Ich wehre mich nicht dagegen, ich weiche nicht zurück.
Meinen Rücken hielt ich den Schlägern hin,
und mein Kinn denen, die mich am Bart zogen.
Ich verbarg mein Gesicht nicht, wenn ich rot wurde
und nicht, wenn ich bespuckt wurde.
Denn Gott, der Herr, steht mir bei.
Darum werde ich nicht rot vor Scham,
darum habe ich mein Gesicht hart wie einen Stein gemacht,
und ich weiß, dass ich mich nicht schämen muss.
Da kommt schon mein Anwalt!
Wer will mit mir einen Rechtsstreit ausfechten?
Lasst uns gemeinsam vor den Richter treten!
Wer ist mein Prozessgegner? Der soll nur herkommen!
Du wirst schon sehen, Gott wird mir helfen!
Wer ist der, der mich schuldig sprechen will?
Du wirst schon sehen, alle werden aufgerieben,
wie ein Kleidungsstück löchrig wird;
die Motte wird sie auffressen!
(Eigene Übersetzung)


Liebe Gemeinde,

sind Sie heute schon in den April geschickt worden?
An diesem einen Tag im Jahr darf man ungestraft andere hereinlegen.
Das muss man ausnutzen!
Jemanden möglichst gekonnt an der Nase herumzuführen,
ist eine echte Herausforderung.
Wenn der Betrug gelang,
kann man triumphierend "April, April!" rufen
und den entgeisterten Blick des Genasführten genießen,
vielleicht wird er sogar rot vor Scham!
Ein harmloser Scherz.
Aber nicht jeder, der so vorgeführt wurde,
kann darüber lachen.

Der 1. April ist der Tag,
an dem man sozusagen offiziell andere veräppeln darf.
Aber es passiert viel häufiger als nur am 1. April.
Wenn z.B. ein Lehrling in einem Betrieb neu anfängt,
wird er erst einmal hereingelegt.
Er muss dann vielleicht eine "Kolbenrückholfeder" aus dem Lager holen.
Dort gibt man ihm einen besonders schweren Gegenstand mit,
den er in die Werkstatt schleppt - es ist natürlich der falsche.
Er muss noch einmal los.

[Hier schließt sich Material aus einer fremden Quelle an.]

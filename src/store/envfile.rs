//! Env file codec
//!
//! The access list lives in two lines of a `KEY=value` file:
//!
//! ```text
//! MY_TELEGRAM_BOT_TOKEN=123:abc
//! ALLOWED_TELEGRAM_USER_IDS=42,7
//! USER_BUDGETS=10,3
//! ```
//!
//! Everything that is not one of the two reserved keys is carried through
//! byte for byte, line endings included.

use std::collections::HashSet;
use std::fs;
use std::io::Write;
use std::path::{Path, PathBuf};

use tempfile::NamedTempFile;

use super::record::{validate_budget, validate_identity, BudgetPolicy, Record};
use crate::error::{Error, Result};

pub const DEFAULT_IDENTITY_KEY: &str = "ALLOWED_TELEGRAM_USER_IDS";
pub const DEFAULT_BUDGET_KEY: &str = "USER_BUDGETS";

/// Names of the two reserved keys
#[derive(Debug, Clone, PartialEq, Eq)]
pub struct EnvKeys {
    pub identity: String,
    pub budget: String,
}

impl Default for EnvKeys {
    fn default() -> Self {
        Self {
            identity: DEFAULT_IDENTITY_KEY.to_string(),
            budget: DEFAULT_BUDGET_KEY.to_string(),
        }
    }
}

/// Split a physical line into its content and its terminator
fn split_ending(line: &str) -> (&str, &str) {
    let body = line.trim_end_matches(['\r', '\n']);
    (body, &line[body.len()..])
}

/// Key of a `KEY=value` line, if the line has one
fn line_key(body: &str) -> Option<(&str, &str)> {
    body.split_once('=').map(|(k, v)| (k.trim(), v))
}

fn unquote(value: &str) -> &str {
    let value = value.trim();
    for quote in ['"', '\''] {
        if value.len() >= 2 && value.starts_with(quote) && value.ends_with(quote) {
            return &value[1..value.len() - 1];
        }
    }
    value
}

/// Comma-separated list value; an empty value is an empty list.
///
/// Every item must be a token a request could have supplied, so whatever
/// is loaded can be written back and deleted again.
fn parse_list(
    value: &str,
    check: impl Fn(&str) -> Result<()>,
) -> std::result::Result<Vec<String>, String> {
    let value = unquote(value).trim();
    if value.is_empty() {
        return Ok(Vec::new());
    }
    let items: Vec<String> = value.split(',').map(|s| s.trim().to_string()).collect();
    for item in &items {
        if item.is_empty() {
            return Err("has an empty entry".to_string());
        }
        check(item.as_str()).map_err(|e| format!("has a malformed entry: {}", e))?;
    }
    Ok(items)
}

/// Parse the access list out of env file content.
///
/// A key that appears more than once takes its last value. Lists of unequal
/// length, malformed items and repeated identities are rejected rather than
/// repaired.
pub fn parse_records(content: &str, keys: &EnvKeys, path: &Path) -> Result<Vec<Record>> {
    let mut identities: Vec<String> = Vec::new();
    let mut budgets: Vec<String> = Vec::new();

    for (idx, line) in content.split_inclusive('\n').enumerate() {
        let (body, _) = split_ending(line);
        let Some((key, value)) = line_key(body) else {
            continue;
        };
        let (target, parsed) = if key == keys.identity {
            (&mut identities, parse_list(value, validate_identity))
        } else if key == keys.budget {
            let check = |b: &str| validate_budget(b, BudgetPolicy::Opaque);
            (&mut budgets, parse_list(value, check))
        } else {
            continue;
        };
        *target = parsed.map_err(|reason| {
            Error::store_corrupt(path, format!("line {}: {} {}", idx + 1, key, reason))
        })?;
    }

    if identities.len() != budgets.len() {
        return Err(Error::store_corrupt(
            path,
            format!(
                "{} lists {} identities but {} lists {} budgets",
                keys.identity,
                identities.len(),
                keys.budget,
                budgets.len()
            ),
        ));
    }

    {
        let mut seen = HashSet::new();
        if let Some(dup) = identities.iter().find(|id| !seen.insert(id.as_str())) {
            return Err(Error::store_corrupt(
                path,
                format!("identity {} appears more than once", dup),
            ));
        }
    }

    Ok(identities
        .into_iter()
        .zip(budgets)
        .map(|(identity, budget)| Record { identity, budget })
        .collect())
}

/// Render env file content with the reserved keys set from `records`.
///
/// Every occurrence of a reserved key is rewritten in place; a reserved key
/// missing from `content` is appended at the end.
pub fn render(content: &str, keys: &EnvKeys, records: &[Record]) -> String {
    let identity_line = format!(
        "{}={}",
        keys.identity,
        records.iter().map(|r| r.identity.as_str()).collect::<Vec<_>>().join(",")
    );
    let budget_line = format!(
        "{}={}",
        keys.budget,
        records.iter().map(|r| r.budget.as_str()).collect::<Vec<_>>().join(",")
    );

    let mut out = String::with_capacity(content.len() + identity_line.len() + budget_line.len());
    let mut wrote_identity = false;
    let mut wrote_budget = false;

    for line in content.split_inclusive('\n') {
        let (body, ending) = split_ending(line);
        match line_key(body) {
            Some((key, _)) if key == keys.identity => {
                out.push_str(&identity_line);
                out.push_str(ending);
                wrote_identity = true;
            }
            Some((key, _)) if key == keys.budget => {
                out.push_str(&budget_line);
                out.push_str(ending);
                wrote_budget = true;
            }
            _ => out.push_str(line),
        }
    }

    for (written, line) in [
        (wrote_identity, &identity_line),
        (wrote_budget, &budget_line),
    ] {
        if written {
            continue;
        }
        if !out.is_empty() && !out.ends_with('\n') {
            out.push('\n');
        }
        out.push_str(line);
        out.push('\n');
    }

    out
}

/// Replace `path` with `contents` via a temp file in the same directory.
///
/// The file keeps its permissions, and a symlinked env file is written
/// through to its target. The directory is synced after the rename so the
/// new entry survives a crash.
pub fn write_atomic(path: &Path, contents: &str) -> std::io::Result<()> {
    let target: PathBuf = fs::canonicalize(path).unwrap_or_else(|_| path.to_path_buf());
    let dir = match target.parent() {
        Some(parent) if !parent.as_os_str().is_empty() => parent,
        _ => Path::new("."),
    };

    let mut tmp = NamedTempFile::new_in(dir)?;
    tmp.write_all(contents.as_bytes())?;
    tmp.flush()?;
    tmp.as_file().sync_all()?;

    if let Ok(meta) = fs::metadata(&target) {
        tmp.as_file().set_permissions(meta.permissions())?;
    }

    tmp.persist(&target).map_err(|e| e.error)?;
    sync_directory(dir)
}

#[cfg(unix)]
fn sync_directory(dir: &Path) -> std::io::Result<()> {
    fs::File::open(dir)?.sync_all()
}

#[cfg(not(unix))]
fn sync_directory(_dir: &Path) -> std::io::Result<()> {
    Ok(())
}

Er muss den Weg so oft machen,
bis er darauf kommt, dass man ihn zum Besten gehalten hat.
Ein harmloser Scherz.
Aber nicht jeder, der so vorgeführt wurde,
kann darüber lachen.

Bei dem, was man mit dem Erzähler unseres Predigttextes anstellt
- er hat keinen Namen,
nennen wir ihn deshalb den "Gottesknecht",
denn dieser Text aus dem Buch des Profeten Jesaja
ist eins der sog. "Gottesknechtslieder" -
bei dem also, was man mit diesem "Gottesknecht" anstellt,
hört der Spaß allerdings auf:
Verprügeln, am Bart ziehen, ins Gesicht spucken,
jemanden vor anderen bloßstellen und beschämen
ist alles andere als harmlos.
Man will diesen Menschen vorführen,
erniedrigen, beschämen
- er wehrt sich nicht einmal dagegen.
Wird aber auch nicht rot vor Scham,
sondern blickt seinen Gegnern in die Augen.
Er beißt die Zähne, kneift die Lippen zusammen
und macht sein Gesicht hart, hart wie Stein.
Diesen Triumph will er seinen Gegnern nicht gönnen,
dass sie sehen, wie er rot wird,
wie er sich abwendet, damit sie ihn nicht weinen sehen.

II
Was bringt einen dazu, andere hereinzulegen?
Warum macht das Veräppeln anderer so viel Spaß?
Ich führe selbst viel zu gern mal jemanden hinters Licht
und kann mich über einen gelungenen Scherz diebisch freuen.
Es ist ein Glücksgefühl wie beim Kreuzworträtsel,
wenn man eine knifflige Frage geknackt hat:
So fühlt es sich auch an,
wenn man jemanden aus der Reserve locken
und seine Selbstsicherheit knacken kann.

Selber hat man es meist nicht so gern,
hereingelegt zu werden.
Da kann man sogar richtig humorlos werden.
Ein Scherz unter vier Augen oder in der Familie ist harmlos.
Aber wenn man vor versammelter Mannschaft zum Besten gehalten wird,
wenn man sich nicht wehren kann,
dann ist das kein Spaß mehr.
Da fühlt man sich in seiner Schwäche bloßgestellt
und vorgeführt.
Es ist erniedrigend.

Genau das haben seine Gegner mit dem "Gottesknecht" vor:
Sie wollen ihn erniedrigen.
Sie wollen ihn zum Opfer machen,
zu einem Opfer ihrer Überlegenheit,
ihres Rechthabens, ihrer Spottlust, ihrer Macht.

Wenn man's recht bedenkt,
wenn man ehrlich zu sich selbst ist,
steckt darin auch der Grund,
warum wir so gern andere hereinlegen:
Es gibt einem für den Moment ein Gefühl der Überlegenheit,
ein kurzes Gefühl des Triumphes über den anderen.

Das ist der Grund,
warum immer wieder Menschen zu Opfern werden.
Das ist auch der Grund,
warum es vor allem Menschen sind,
die selbst nichts Besonderes sind
- nicht besonders mächtig, nicht besonders klug,
nicht besonders einflussreich, nicht besonders stark -,
die andere zu Opfern machen.
Weil sie über das Opfer triumphieren,
sich stark und überlegen fühlen können,
auch - und gerade - dann, wenn sie es nicht sind.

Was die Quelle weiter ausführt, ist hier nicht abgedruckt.